$185,674.22 Fee Award and $12,829 Costs Award Sustained on Appeal.
Chino Municipal Code section 12.02.030 provides that any applicant (usually a telecommunications company obtaining an encroachment permit) failing to restore city or private property to the like or better condition after any encroachment damages “shall be liable for all costs to restore same and for reasonable attorneys fees and expert witness fees in the event litigation and other legal action is required to collect such costs.” That provision came to haunt Verizon in the next case we discuss.

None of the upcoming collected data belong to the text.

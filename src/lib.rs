pub mod config;
pub mod core;
pub mod error;
pub mod logging;
pub mod storage;

pub use config::{JobConfig, StorageConfig, StorageType, SyncConfig};
pub use crate::core::engine::sync_folder;
pub use crate::core::{SyncDirection, SyncEngine, SyncReport};
pub use error::{StorageError, SyncError};
pub use storage::{Endpoint, FileEntry, Fingerprint, Storage};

Cosolo v. Verizon California, Inc., Case No. E049017 (4th Dist., Div. 2 Mar. 14, 2011) (unpublished) was a situation where a sub-subcontractor of Verizon punctured some lateral and city main sewer lines resulting in raw sewage flooding into plaintiff’s homes. After some discovery intensive litigation between plaintiffs, Verizon, Verizon’s subcontractors, and the city, the parties entered into a settlement agreement reserving the lower court’s jurisdiction to rule on the issue of attorney’s fees and costs. Rule it did, awarding plaintiffs $185,674.22 in fees and $12,829 in costs, prompting an appeal by Verizon.
Things did not open well for Verizon. It requested appellate augmentation of the record to include some deposition transcripts not before the trial court and to include a mediation brief. These were inappropriate items for augmentation, resulting in imposition of a $900 sanction against Verizon for some of plaintiffs’ attorney’s fees in opposing the motion.

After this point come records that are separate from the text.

use super::{FileEntry, Fingerprint, MultipartSession, PartAck, Storage};
use crate::error::{StorageError, StorageResult};
use async_trait::async_trait;
use bytes::Bytes;
use chrono::{DateTime, Utc};
use futures::stream::{BoxStream, StreamExt};
use md5::{Digest, Md5};
use std::io::Read;
use std::path::{Component, Path, PathBuf};
use tokio::fs;
use tokio::io::{AsyncReadExt, AsyncSeekExt, AsyncWriteExt};
use tokio::sync::mpsc;
use tokio_stream::wrappers::ReceiverStream;
use walkdir::WalkDir;

/// 本地临时文件/分片暂存目录的前缀，列举时会被跳过
pub const INTERNAL_PREFIX: &str = ".bucketsync-";
const STAGING_DIR: &str = ".bucketsync-multipart";

pub struct LocalStorage {
    base_path: PathBuf,
    name: String,
    /// 是否计算 MD5 指纹
    checksum: bool,
}

impl LocalStorage {
    /// 根目录不存在时不会自动创建：作为源端列举时报 `NotFound`，
    /// 作为目标端时由第一次写入创建。
    pub fn new(path: &str) -> StorageResult<Self> {
        let base_path = PathBuf::from(path);
        if base_path.exists() && !base_path.is_dir() {
            return Err(StorageError::InvalidPath(path.to_string()));
        }
        let name = format!("local:{}", path);
        Ok(Self {
            base_path,
            name,
            checksum: true,
        })
    }

    pub fn with_checksum(mut self, checksum: bool) -> Self {
        self.checksum = checksum;
        self
    }

    pub fn base_path(&self) -> &Path {
        &self.base_path
    }

    fn resolve_path(&self, path: &str) -> StorageResult<PathBuf> {
        let path = path.trim_start_matches('/').trim_start_matches('\\');
        if path.is_empty() {
            return Ok(self.base_path.clone());
        }
        let relative = Path::new(path);
        if relative
            .components()
            .any(|c| !matches!(c, Component::Normal(_) | Component::CurDir))
        {
            return Err(StorageError::InvalidPath(path.to_string()));
        }
        Ok(self.base_path.join(relative))
    }

    fn staging_dir(&self, session_id: &str) -> PathBuf {
        self.base_path.join(STAGING_DIR).join(session_id)
    }

    /// 规范化路径分隔符（统一使用 /）
    fn normalize_path(path: &str) -> String {
        path.replace('\\', "/")
    }

    /// 在目标文件旁边生成临时文件名，写完后原子重命名
    fn temp_path_for(full_path: &Path) -> PathBuf {
        let name = format!("{}{}.tmp", INTERNAL_PREFIX, uuid::Uuid::new_v4());
        match full_path.parent() {
            Some(parent) => parent.join(name),
            None => PathBuf::from(name),
        }
    }

    /// 构造 FileEntry（阻塞调用，需在 spawn_blocking 中执行）
    fn entry_for(base_path: &Path, full_path: &Path, checksum: bool) -> StorageResult<FileEntry> {
        let metadata = std::fs::metadata(full_path)?;
        let relative_path = full_path
            .strip_prefix(base_path)
            .ok()
            .and_then(|p| p.to_str())
            .ok_or_else(|| StorageError::InvalidPath(full_path.display().to_string()))?;

        let modified_at = metadata.modified().ok().map(DateTime::<Utc>::from);
        let fingerprint = if checksum {
            Some(Fingerprint::Md5(Self::hash_file(full_path)?))
        } else {
            None
        };

        Ok(FileEntry {
            path: Self::normalize_path(relative_path),
            size: metadata.len(),
            fingerprint,
            modified_at,
        })
    }

    fn hash_file(path: &Path) -> StorageResult<String> {
        let mut file = std::fs::File::open(path)?;
        let mut hasher = Md5::new();
        let mut buffer = vec![0u8; 64 * 1024];
        loop {
            let n = file.read(&mut buffer)?;
            if n == 0 {
                break;
            }
            hasher.update(&buffer[..n]);
        }
        Ok(hex::encode(hasher.finalize()))
    }

    fn is_internal(name: &std::ffi::OsStr) -> bool {
        name.to_str()
            .map(|n| n.starts_with(INTERNAL_PREFIX))
            .unwrap_or(false)
    }
}

#[async_trait]
impl Storage for LocalStorage {
    fn list<'a>(&'a self, prefix: &'a str) -> BoxStream<'a, StorageResult<FileEntry>> {
        let (tx, rx) = mpsc::channel(256);
        let base = match self.resolve_path(prefix) {
            Ok(base) => base,
            Err(e) => return futures::stream::once(async move { Err(e) }).boxed(),
        };
        let base_path = self.base_path.clone();
        let checksum = self.checksum;

        // 使用 spawn_blocking 避免阻塞 async runtime
        tokio::task::spawn_blocking(move || {
            if !base.is_dir() {
                let _ = tx.blocking_send(Err(StorageError::NotFound(base.display().to_string())));
                return;
            }

            let walker = WalkDir::new(&base)
                .follow_links(false)
                .sort_by_file_name()
                .into_iter()
                .filter_entry(|e| !Self::is_internal(e.file_name()));

            for entry in walker {
                let item = match entry {
                    Ok(entry) if entry.file_type().is_file() => {
                        match Self::entry_for(&base_path, entry.path(), checksum) {
                            // 遍历期间被删除的文件直接跳过
                            Err(e) if e.is_not_found() => continue,
                            other => other,
                        }
                    }
                    Ok(_) => continue,
                    Err(e) => Err(StorageError::Io(e.into())),
                };
                // 接收端已丢弃，停止遍历
                if tx.blocking_send(item).is_err() {
                    break;
                }
            }
        });

        ReceiverStream::new(rx).boxed()
    }

    async fn stat(&self, path: &str) -> StorageResult<Option<FileEntry>> {
        let full_path = self.resolve_path(path)?;
        let base_path = self.base_path.clone();
        let checksum = self.checksum;

        let result = tokio::task::spawn_blocking(move || {
            if full_path.is_dir() {
                return Ok(None);
            }
            Self::entry_for(&base_path, &full_path, checksum).map(Some)
        })
        .await?;

        match result {
            Err(e) if e.is_not_found() => Ok(None),
            other => other,
        }
    }

    async fn read_chunk(&self, path: &str, offset: u64, length: u64) -> StorageResult<Bytes> {
        let full_path = self.resolve_path(path)?;
        let mut file = fs::File::open(&full_path).await?;

        file.seek(std::io::SeekFrom::Start(offset)).await?;

        let mut buffer = vec![0u8; length as usize];
        match file.read_exact(&mut buffer).await {
            Ok(_) => Ok(Bytes::from(buffer)),
            Err(e) if e.kind() == std::io::ErrorKind::UnexpectedEof => {
                // 文件剩余内容不足 length，读取实际可用的数据
                file.seek(std::io::SeekFrom::Start(offset)).await?;
                let mut buffer = Vec::new();
                file.read_to_end(&mut buffer).await?;
                Ok(Bytes::from(buffer))
            }
            Err(e) => Err(e.into()),
        }
    }

    async fn write(&self, path: &str, data: Bytes) -> StorageResult<()> {
        let full_path = self.resolve_path(path)?;

        if let Some(parent) = full_path.parent() {
            fs::create_dir_all(parent).await?;
        }

        // 使用临时文件写入，然后原子重命名
        let temp_path = Self::temp_path_for(&full_path);
        if let Err(e) = fs::write(&temp_path, &data).await {
            let _ = fs::remove_file(&temp_path).await;
            return Err(e.into());
        }
        if let Err(e) = fs::rename(&temp_path, &full_path).await {
            let _ = fs::remove_file(&temp_path).await;
            return Err(e.into());
        }

        Ok(())
    }

    async fn begin_multipart(&self, path: &str) -> StorageResult<MultipartSession> {
        // 先校验路径，避免在提交时才发现非法路径
        self.resolve_path(path)?;

        let id = uuid::Uuid::new_v4().to_string();
        fs::create_dir_all(self.staging_dir(&id)).await?;

        Ok(MultipartSession {
            id,
            path: path.to_string(),
        })
    }

    async fn upload_part(
        &self,
        session: &MultipartSession,
        index: u32,
        data: Bytes,
    ) -> StorageResult<PartAck> {
        let dir = self.staging_dir(&session.id);
        if !dir.is_dir() {
            return Err(StorageError::NotFound(format!("分片会话 {}", session.id)));
        }

        let tag = super::md5_hex(&data);
        let size = data.len() as u64;
        // 同一分片重试时直接覆盖
        fs::write(dir.join(format!("{:05}", index)), &data).await?;

        Ok(PartAck { index, tag, size })
    }

    async fn complete_multipart(
        &self,
        session: MultipartSession,
        parts: Vec<PartAck>,
    ) -> StorageResult<()> {
        for (i, part) in parts.iter().enumerate() {
            if part.index != i as u32 + 1 {
                return Err(StorageError::Backend(format!(
                    "分片不连续: 位置 {} 的分片序号为 {}",
                    i + 1,
                    part.index
                )));
            }
        }

        let dir = self.staging_dir(&session.id);
        let full_path = self.resolve_path(&session.path)?;
        if let Some(parent) = full_path.parent() {
            fs::create_dir_all(parent).await?;
        }

        let temp_path = Self::temp_path_for(&full_path);
        // 任何一步失败都删除临时文件
        let temp_guard = scopeguard::guard(temp_path.clone(), |p| {
            let _ = std::fs::remove_file(p);
        });

        let mut out = fs::File::create(&temp_path).await?;
        for part in &parts {
            let data = fs::read(dir.join(format!("{:05}", part.index))).await?;
            if data.len() as u64 != part.size {
                return Err(StorageError::Backend(format!(
                    "分片 {} 大小不符: 期望 {}, 实际 {}",
                    part.index,
                    part.size,
                    data.len()
                )));
            }
            out.write_all(&data).await?;
        }
        out.sync_all().await?;
        drop(out);

        fs::rename(&temp_path, &full_path).await?;
        scopeguard::ScopeGuard::into_inner(temp_guard);

        let _ = fs::remove_dir_all(&dir).await;
        Ok(())
    }

    async fn abort_multipart(&self, session: MultipartSession) -> StorageResult<()> {
        match fs::remove_dir_all(self.staging_dir(&session.id)).await {
            Ok(()) => Ok(()),
            Err(e) if e.kind() == std::io::ErrorKind::NotFound => Ok(()),
            Err(e) => Err(e.into()),
        }
    }

    async fn delete(&self, path: &str) -> StorageResult<()> {
        let full_path = self.resolve_path(path)?;

        match fs::remove_file(&full_path).await {
            Ok(()) => Ok(()),
            Err(e) if e.kind() == std::io::ErrorKind::NotFound => Ok(()),
            Err(e) => Err(e.into()),
        }
    }

    fn name(&self) -> &str {
        &self.name
    }
}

The Chino ordinance was found to provide a fee entitlement basis for the awards of fees and expert witness fees (with the latter being a component of the costs award).
Verizon argued that plaintiffs had already been made whole by payments from their insurance carriers, but the appellate court dispatched this one by pointing out that “the fact that plaintiffs’ insurer paid some or even all of the damages plaintiffs incurred does not negate plaintiffs’ right to pursue an action for damages against Verizon, the entity ultimately responsible for the damages.” Any double recovery likely was prevented because the insurer has a subrogation lien against any outside recovery obtained by the plaintiffs from Verizon. Beyond that, the subrogation payment by insurers did not cover court costs and attorney’s fees, so the awards were justified.
This brought the appellate court to confront Verizon’s contention that the awards were excessive in amount, a determination reviewed under the deferential abuse of discretion standard. Not on this record, said the appellate court. Plaintiffs asked for $277,677.92, but were awarded $92,003.70 less–principally because the lower court lowered the requested hourly rate of partners on plaintiffs’ side from $550 to $350 per hour. No apportionment had to be made, because Verizon waived the argument by failing to request that it be done in the lower court. (Premier Medical Mgt. Systems, Inc. v. CIGA, 163 Cal.App.4th 550, 564 (2008).) The costs and fees expended by plaintiffs against the City were properly included in the equation because the city litigation arising from the ordinance was directly related to the overall litigation against Verizon, with Verizon’s behavior being the catalyst for the necessity to sue the city in the first place.
Expert witness fees in the costs award did not have to be divided between defendants (especially excluding costs incurred by defendants settling earlier with plaintiffs), because as the lower court insightfully said “[y]ou know the age-old saying that whoever settles first usually gets the better deal when there’s multiple defendants in the case. They settled out first. They reached their deal. I don’t have them before me now. I can’t order them to pay a part of the costs.”
Fee and costs awards affirmed, a result that will likely not please Verizon (or, more likely, Verizon’s insurance carrier depending on the coverage in Verizon’s policy).